Musically, "Here This Christmas" is an upbeat and "cheery" Christmas song. It utilizes a "skipping drum groove" and features sounds created by various strings, horns, and bells. According to Cathy Padilla from Community Magazine, the song is an "upbeat tune with a toe-tapping beat of sleigh bells" and she attributed this to the song's creative team, which she called impressive. A contributor to Billboard called the song sunny. Despite it taking just one day, the recording process of "Here This Christmas" was "difficult" for Stefani, who commented that Tedder's work on the song required her to sing with a strong vocal range. Because she considered it demanding, she joked that the song would be better suited for The Voice contestants.

"Here This Christmas" is set in the time signature of common time, and has an average tempo of 120 beats per minute. The key of the song is in A-sharp major and it follows the typical setup of verse-chorus-verse-chorus. Stefani's vocal range advances in the chord progressions of A#–Dm–D# in the verses and A#–Dm–Gm–D# in the chorus. Alongside her vocals, Stefani is joined by Varnadore and Laura Cooksey, who contribute as background vocalists. For instruments, the song features Matt Melton on bass, Paul Nelson on cello, Loren Ferard on electric guitar, and Brandon Collins as a strings contractor. Violinists David Angell, David Davidson, and Elizabeth Lamb also perform, and Lamb additionally contributes to the track on viola.

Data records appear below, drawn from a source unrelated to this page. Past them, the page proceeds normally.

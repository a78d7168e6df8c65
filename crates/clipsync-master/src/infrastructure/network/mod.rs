//! Network infrastructure for the relay.
//!
//! # Sub-modules
//!
//! - **`server`** – Accepts TCP connections, tells session streams apart
//!   from unary call channels by their first frame, and serves both.

pub mod server;

pub use server::{NetworkError, RelayServer, TcpPayloadSink};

Lyrically, "Here This Christmas" finds Stefani admitting that she prefers love over receiving materialistic gifts on Christmas Day. She reveals the only thing that she wants is to have her significant other "here this Christmas" with her. She also mentions various seasonally appropriate phrases, such as "snow falling, lights, mistletoe, and more". Stefani opens the song by cooing: "Darling, when it's cold outside and I can see the snowflakes falling / I'm staring at the Christmas lights and counting down to when you're calling." In the chorus, Stefani grows sentimental as she admits her desires. During the refrain, she sings: "Don't need presents under the tree / Don't need snow and caroling / I don't need a lot of wishes / I just need you here this Christmas."

== Reception ==
Aynslee Darmon from Entertainment Tonight Canada and USA Todays Gary Dinges both called the song catchy, while Marty Rosenbaum from Radio.com declared that it was a perfect "new theme song" for the holidays. Idolators Mike Wass wrote: "Of the huge outpouring of seasonal offerings to arrive in the last few years, [You Make It Feel Like Christmas] is one of my favorites. She now adds another layer to that opus" with the song. He called the song a "festive bop" and "as charming a toe-tapper as you're ever likely to find"; he also predicted that it would be heard frequently throughout the 2020 holiday season. Andrea Dresdale from Good Morning America also enjoyed the new single, suggesting that the Hallmark Channel's programming block will become more festive with "Here This Christmas". Stephanie Dube Dwilson, a writer for Heavy, called the song catchy and noted that Stefani's fans seemed pleased by the track. Referring to both the song and the accompanying video, Fadroski called them yet another "winter surprise" from Stefani. Charu Sinha from Vulture disapproved of the song's early release date, joking that Stefani "apparently had no qualms violating the cardinal rule of no-Christmas-music-before-Thanksgiving". Craig Jenkins, from the same publication, also spoke of the song, favorably comparing its sound to Stefani's 2006 single "The Sweet Escape". However, he disliked the inclusion of "Here This Christmas" on the 2020 edition of the parent album, calling it a "cold cash-in".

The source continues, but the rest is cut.